Slatkin, 53, co-founded Internet company EarthLink Inc. and separately managed investments for celebrities, online executives and socialites.

He agreed to plead guilty to the charges, acknowledging that he is responsible for at least $254 million in losses, Thom Mrozek, a spokesman for the U.S. attorney's office, said in a prepared statement.

A federal bankruptcy court trustee said in December that Slatkin knowingly ran the scheme that funneled money from new investors to old investors who had been contributing funds since 1986.

``Mr. Slatkin's agreement with the government is a reflection of his decision to accept full responsibility for his conduct and move forward by continuing his collaborations with both government authorities and his creditors,'' said attorney Frederick D. Friedman, who represents Slatkin.

Slatkin is accused of five counts of mail fraud, three counts of wire fraud, six counts of money laundering and one count of conspiracy to obstruct justice during an investigation conducted by the Securities and Exchange Commission.

In a statement of facts contained in the plea agreement, Slatkin said he portrayed himself as a successful financial adviser and provided investors with account statements that purported to show that investors were achieving above-market returns on their investments.

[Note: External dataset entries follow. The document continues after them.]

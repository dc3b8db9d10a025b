//! Per-vertex adjacency encoding: a `u32` count prefix followed by
//! fixed-size records `(peer i64, edge_id i64, role u8)`, little-endian,
//! kept sorted by `(peer, edge_id, role)`. Merging is decode + sorted
//! insert + re-encode; stored records are never edited in place.

use std::cmp::Ordering;

use smallvec::SmallVec;

use crate::error::{Result, StoreError};
use crate::model::{Key, Role, DEFAULT_EDGE_ID};

pub(crate) const RECORD_LEN: usize = 17;
const HEADER_LEN: usize = 4;

#[derive(Debug, Clone, Copy, PartialEq, Eq)]
pub struct AdjacencyEntry {
    pub peer: Key,
    pub edge_id: Key,
    pub role: Role,
}

pub type AdjacencyList = SmallVec<[AdjacencyEntry; 4]>;

fn order(a: &AdjacencyEntry, b: &AdjacencyEntry) -> Ordering {
    (a.peer, a.edge_id, a.role.bits()).cmp(&(b.peer, b.edge_id, b.role.bits()))
}

pub fn decode(bytes: &[u8]) -> Result<AdjacencyList> {
    if bytes.len() < HEADER_LEN {
        return Err(StoreError::Corruption("adjacency record shorter than its header"));
    }
    let count = u32::from_le_bytes([bytes[0], bytes[1], bytes[2], bytes[3]]) as usize;
    if bytes.len() != HEADER_LEN + count * RECORD_LEN {
        return Err(StoreError::Corruption("adjacency length prefix mismatch"));
    }
    let mut entries = AdjacencyList::with_capacity(count);
    for record in bytes[HEADER_LEN..].chunks_exact(RECORD_LEN) {
        let mut peer = [0u8; 8];
        peer.copy_from_slice(&record[0..8]);
        let mut edge_id = [0u8; 8];
        edge_id.copy_from_slice(&record[8..16]);
        let role = Role::from_bits(record[16])
            .ok_or(StoreError::Corruption("invalid adjacency role byte"))?;
        entries.push(AdjacencyEntry {
            peer: Key::from_le_bytes(peer),
            edge_id: Key::from_le_bytes(edge_id),
            role,
        });
    }
    Ok(entries)
}

pub fn encode(entries: &[AdjacencyEntry]) -> Vec<u8> {
    let mut bytes = Vec::with_capacity(HEADER_LEN + entries.len() * RECORD_LEN);
    bytes.extend_from_slice(&(entries.len() as u32).to_le_bytes());
    for entry in entries {
        bytes.extend_from_slice(&entry.peer.to_le_bytes());
        bytes.extend_from_slice(&entry.edge_id.to_le_bytes());
        bytes.push(entry.role.bits());
    }
    bytes
}

/// Merge one entry. In multi mode the full triple is the identity and
/// duplicates are dropped; otherwise `(peer, role)` is the identity and the
/// newest edge id wins. Returns whether the list changed.
pub fn upsert(entries: &mut AdjacencyList, entry: AdjacencyEntry, multi: bool) -> bool {
    if multi {
        match entries.binary_search_by(|e| order(e, &entry)) {
            Ok(_) => false,
            Err(pos) => {
                entries.insert(pos, entry);
                true
            }
        }
    } else {
        if let Some(pos) = entries
            .iter()
            .position(|e| e.peer == entry.peer && e.role == entry.role)
        {
            if entries[pos].edge_id == entry.edge_id {
                return false;
            }
            entries.remove(pos);
        }
        let pos = match entries.binary_search_by(|e| order(e, &entry)) {
            Ok(pos) | Err(pos) => pos,
        };
        entries.insert(pos, entry);
        true
    }
}

/// Remove matching entries. The default edge id matches every edge between
/// the pair in that role; a concrete id removes only that triple. Returns
/// whether the list changed.
pub fn remove(entries: &mut AdjacencyList, peer: Key, role: Role, edge_id: Key) -> bool {
    let before = entries.len();
    if edge_id == DEFAULT_EDGE_ID {
        entries.retain(|e| !(e.peer == peer && e.role == role));
    } else {
        let probe = AdjacencyEntry { peer, edge_id, role };
        if let Ok(pos) = entries.binary_search_by(|e| order(e, &probe)) {
            entries.remove(pos);
        }
    }
    entries.len() != before
}

#[cfg(test)]
mod tests {
    use super::*;
    use smallvec::smallvec;

    fn entry(peer: Key, edge_id: Key, role: Role) -> AdjacencyEntry {
        AdjacencyEntry { peer, edge_id, role }
    }

    #[test]
    fn codec_round_trip() {
        let entries: AdjacencyList = smallvec![
            entry(-5, 1, Role::TARGET),
            entry(2, 100, Role::SOURCE),
            entry(2, 101, Role::SOURCE),
            entry(9, DEFAULT_EDGE_ID, Role::ANY),
        ];
        let bytes = encode(&entries);
        assert_eq!(bytes.len(), 4 + entries.len() * RECORD_LEN);
        assert_eq!(decode(&bytes).unwrap(), entries);

        let empty = encode(&[]);
        assert!(decode(&empty).unwrap().is_empty());
    }

    #[test]
    fn decode_rejects_bad_payloads() {
        assert_eq!(decode(&[1, 2]).unwrap_err().kind(), "CORRUPTION");

        let mut truncated = encode(&[entry(1, 1, Role::SOURCE)]);
        truncated.pop();
        assert_eq!(decode(&truncated).unwrap_err().kind(), "CORRUPTION");

        let mut bad_role = encode(&[entry(1, 1, Role::SOURCE)]);
        let last = bad_role.len() - 1;
        bad_role[last] = 0x40;
        assert_eq!(decode(&bad_role).unwrap_err().kind(), "CORRUPTION");
    }

    #[test]
    fn upsert_keeps_sorted_order() {
        let mut entries = AdjacencyList::new();
        assert!(upsert(&mut entries, entry(5, 1, Role::SOURCE), true));
        assert!(upsert(&mut entries, entry(2, 9, Role::SOURCE), true));
        assert!(upsert(&mut entries, entry(2, 3, Role::SOURCE), true));
        let peers: Vec<(Key, Key)> = entries.iter().map(|e| (e.peer, e.edge_id)).collect();
        assert_eq!(peers, vec![(2, 3), (2, 9), (5, 1)]);
    }

    #[test]
    fn upsert_multi_keeps_duplicates_apart() {
        let mut entries = AdjacencyList::new();
        assert!(upsert(&mut entries, entry(2, 10, Role::SOURCE), true));
        assert!(upsert(&mut entries, entry(2, 11, Role::SOURCE), true));
        assert!(!upsert(&mut entries, entry(2, 10, Role::SOURCE), true));
        assert_eq!(entries.len(), 2);
    }

    #[test]
    fn upsert_single_updates_edge_id() {
        let mut entries = AdjacencyList::new();
        assert!(upsert(&mut entries, entry(2, 10, Role::SOURCE), false));
        assert!(upsert(&mut entries, entry(2, 11, Role::SOURCE), false));
        assert_eq!(entries.len(), 1);
        assert_eq!(entries[0].edge_id, 11);
        assert!(!upsert(&mut entries, entry(2, 11, Role::SOURCE), false));
    }

    #[test]
    fn remove_by_default_id_sweeps_the_pair() {
        let mut entries = AdjacencyList::new();
        upsert(&mut entries, entry(2, 10, Role::SOURCE), true);
        upsert(&mut entries, entry(2, 11, Role::SOURCE), true);
        upsert(&mut entries, entry(3, 12, Role::SOURCE), true);

        assert!(remove(&mut entries, 2, Role::SOURCE, DEFAULT_EDGE_ID));
        assert_eq!(entries.len(), 1);
        assert_eq!(entries[0].peer, 3);

        assert!(!remove(&mut entries, 2, Role::SOURCE, DEFAULT_EDGE_ID));
    }

    #[test]
    fn remove_specific_triple_only() {
        let mut entries = AdjacencyList::new();
        upsert(&mut entries, entry(2, 10, Role::SOURCE), true);
        upsert(&mut entries, entry(2, 11, Role::SOURCE), true);

        assert!(remove(&mut entries, 2, Role::SOURCE, 10));
        assert_eq!(entries.len(), 1);
        assert_eq!(entries[0].edge_id, 11);
    }
}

However, Slatkin generally did not buy securities as he told investors. Instead, he allegedly provided victims with false account statements that showed the fabricated returns, Mrozek said.

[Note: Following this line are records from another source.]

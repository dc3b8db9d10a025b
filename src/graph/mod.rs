//! Property-graph index over one ordered collection. Each vertex key maps
//! to its encoded adjacency record; every mutation is a read-modify-write
//! of both endpoint records inside the current (possibly implicit)
//! transaction, so the graph inherits the store's conflict rules.

pub mod adjacency;

use tracing::debug;

use crate::db::{Store, Transaction};
use crate::error::{Result, StoreError};
use crate::model::{Collection, Edge, Key, Options, Role};
use crate::ranges::EdgesArg;

use adjacency::{AdjacencyEntry, AdjacencyList};

#[derive(Debug, Clone, Copy)]
pub struct GraphConfig {
    pub directed: bool,
    pub multi: bool,
    pub allow_self_loops: bool,
}

impl Default for GraphConfig {
    fn default() -> Self {
        Self { directed: false, multi: false, allow_self_loops: true }
    }
}

/// Incident edges of one vertex, as three aligned key columns.
#[derive(Debug, Default, Clone, PartialEq, Eq)]
pub struct EdgeList {
    pub sources: Vec<Key>,
    pub targets: Vec<Key>,
    pub ids: Vec<Key>,
}

impl EdgeList {
    pub fn len(&self) -> usize {
        self.sources.len()
    }

    pub fn is_empty(&self) -> bool {
        self.sources.is_empty()
    }

    pub fn get(&self, i: usize) -> Edge {
        Edge { source: self.sources[i], target: self.targets[i], id: self.ids[i] }
    }
}

#[derive(Clone, Copy)]
enum MutateOp {
    Upsert,
    Remove,
}

pub struct GraphIndex<'s> {
    store: &'s Store,
    collection: Collection,
    config: GraphConfig,
}

impl<'s> GraphIndex<'s> {
    pub fn new(store: &'s Store, collection: Collection, config: GraphConfig) -> Self {
        Self { store, collection, config }
    }

    pub fn collection(&self) -> Collection {
        self.collection
    }

    pub fn config(&self) -> GraphConfig {
        self.config
    }

    /// Insert or update edges, atomically in bulk. Without a caller
    /// transaction an implicit one is opened and committed; a lost race
    /// surfaces as `CONFLICT`.
    pub fn upsert_edges(&self, txn: Option<&mut Transaction>, edges: &EdgesArg) -> Result<()> {
        self.mutate(txn, edges, MutateOp::Upsert)
    }

    /// Remove edges. A missing adjacency record is not an error; the
    /// default edge id removes every edge between the pair.
    pub fn remove_edges(&self, txn: Option<&mut Transaction>, edges: &EdgesArg) -> Result<()> {
        self.mutate(txn, edges, MutateOp::Remove)
    }

    fn mutate(&self, txn: Option<&mut Transaction>, edges: &EdgesArg, op: MutateOp) -> Result<()> {
        if edges.is_empty() {
            return Ok(());
        }
        if !self.config.allow_self_loops {
            for i in 0..edges.len() {
                let edge = edges.get(i);
                if edge.source == edge.target {
                    return Err(StoreError::ArgsWrong("self-loops are disabled for this graph"));
                }
            }
        }
        match txn {
            Some(txn) => self.apply_edges(txn, edges, op),
            None => {
                let mut implicit = self.store.txn_begin(Options::NONE)?;
                self.apply_edges(&mut implicit, edges, op)?;
                let seq = implicit.commit(Options::NONE)?;
                debug!(collection = self.collection, edges = edges.len(), seq, "graph batch committed");
                Ok(())
            }
        }
    }

    fn apply_edges(&self, txn: &mut Transaction, edges: &EdgesArg, op: MutateOp) -> Result<()> {
        for i in 0..edges.len() {
            let edge = edges.get(i);
            if edge.source == edge.target {
                // One record carrying both roles.
                self.update_record(txn, edge.source, edge.target, Role::ANY, edge.id, op)?;
                continue;
            }
            let (source_role, target_role) = if self.config.directed {
                (Role::SOURCE, Role::TARGET)
            } else {
                (Role::ANY, Role::ANY)
            };
            self.update_record(txn, edge.source, edge.target, source_role, edge.id, op)?;
            self.update_record(txn, edge.target, edge.source, target_role, edge.id, op)?;
        }
        Ok(())
    }

    fn update_record(
        &self,
        txn: &mut Transaction,
        vertex: Key,
        peer: Key,
        role: Role,
        edge_id: Key,
        op: MutateOp,
    ) -> Result<()> {
        let current = txn.get(self.collection, vertex, true)?;
        match op {
            MutateOp::Upsert => {
                let mut entries = match &current {
                    Some(bytes) => adjacency::decode(bytes)?,
                    None => AdjacencyList::new(),
                };
                let changed =
                    adjacency::upsert(&mut entries, AdjacencyEntry { peer, edge_id, role }, self.config.multi);
                if changed || current.is_none() {
                    txn.stage(self.collection, vertex, Some(adjacency::encode(&entries)))?;
                }
            }
            MutateOp::Remove => {
                let Some(bytes) = &current else {
                    return Ok(());
                };
                let mut entries = adjacency::decode(bytes)?;
                if adjacency::remove(&mut entries, peer, role, edge_id) {
                    // The vertex outlives its last edge.
                    txn.stage(self.collection, vertex, Some(adjacency::encode(&entries)))?;
                }
            }
        }
        Ok(())
    }

    fn record(&self, txn: Option<&mut Transaction>, vertex: Key) -> Result<Option<AdjacencyList>> {
        match self.store.value(txn, self.collection, vertex, true)? {
            Some(bytes) => Ok(Some(adjacency::decode(&bytes)?)),
            None => Ok(None),
        }
    }

    /// Incident edges of `vertex`, filtered by role, in encoded order.
    /// Directed records keep their stored orientation.
    pub fn edges(&self, txn: Option<&mut Transaction>, vertex: Key, role: Role) -> Result<EdgeList> {
        let mut list = EdgeList::default();
        let Some(entries) = self.record(txn, vertex)? else {
            return Ok(list);
        };
        for entry in entries.iter().filter(|e| e.role.overlaps(role)) {
            let (source, target) = if entry.role == Role::TARGET {
                (entry.peer, vertex)
            } else {
                (vertex, entry.peer)
            };
            list.sources.push(source);
            list.targets.push(target);
            list.ids.push(entry.edge_id);
        }
        Ok(list)
    }

    /// Incident edges with the peer always placed in `targets`, swapping
    /// endpoint fields in the returned copy only.
    pub fn neighbors(&self, txn: Option<&mut Transaction>, vertex: Key) -> Result<EdgeList> {
        let mut list = EdgeList::default();
        let Some(entries) = self.record(txn, vertex)? else {
            return Ok(list);
        };
        for entry in entries.iter() {
            list.sources.push(vertex);
            list.targets.push(entry.peer);
            list.ids.push(entry.edge_id);
        }
        Ok(list)
    }

    /// Count of incident edges by role, from one decode, without
    /// materializing the neighbor list.
    pub fn degree(&self, txn: Option<&mut Transaction>, vertex: Key, role: Role) -> Result<u32> {
        let Some(entries) = self.record(txn, vertex)? else {
            return Ok(0);
        };
        Ok(entries.iter().filter(|e| e.role.overlaps(role)).count() as u32)
    }

    /// Batched degrees. A single role broadcasts over every vertex.
    pub fn degrees(
        &self,
        mut txn: Option<&mut Transaction>,
        vertices: &[Key],
        roles: &[Role],
    ) -> Result<Vec<u32>> {
        if roles.len() != vertices.len() && roles.len() != 1 {
            return Err(StoreError::ArgsWrong("one role per vertex, or one role for all"));
        }
        let mut degrees = Vec::with_capacity(vertices.len());
        for (i, vertex) in vertices.iter().enumerate() {
            let role = if roles.len() == 1 { roles[0] } else { roles[i] };
            degrees.push(self.degree(txn.as_deref_mut(), *vertex, role)?);
        }
        Ok(degrees)
    }

    /// Presence bitmap over the input, one bit per vertex, packed LSB
    /// first into bytes.
    pub fn contains(&self, mut txn: Option<&mut Transaction>, vertices: &[Key]) -> Result<Vec<u8>> {
        let mut bits = vec![0u8; vertices.len().div_ceil(8)];
        for (i, vertex) in vertices.iter().enumerate() {
            let present = self
                .store
                .value(txn.as_deref_mut(), self.collection, *vertex, true)?
                .is_some();
            if present {
                bits[i / 8] |= 1 << (i % 8);
            }
        }
        Ok(bits)
    }

    pub fn contains_one(&self, txn: Option<&mut Transaction>, vertex: Key) -> Result<bool> {
        Ok(self.contains(txn, &[vertex])?[0] & 1 == 1)
    }
}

An arraignment date in U.S. District Court has not yet been set. Slatkin agreed to surrender to authorities when he is arraigned.

The 15 charges carry a maximum possible penalty of 105 years in federal prison and fines of as much as $3.75 million.

Slatkin resigned from EarthLink's board last April 26 and filed for Chapter 11 personal bankruptcy protection on May 1.

Last year, he invoked his 5th Amendment right when he faced about 100 former clients and lawyers for the first time at a bankruptcy hearing involving the claims.

He did, however, make a short statement before being excused from the proceedings.

``I just want to say that I'm here today, that I'm not hiding,'' Slatkin said ``And I just wanted you to know that.''

The statement was met with groans from those who attended.

An ongoing analysis by court-appointed bankruptcy trustee R. Todd Neilson identified Slatkin assets of less than $45 million last year.

The FBI raided Slatkin's Santa Barbara-area home and offices in May as part of the fraud investigation.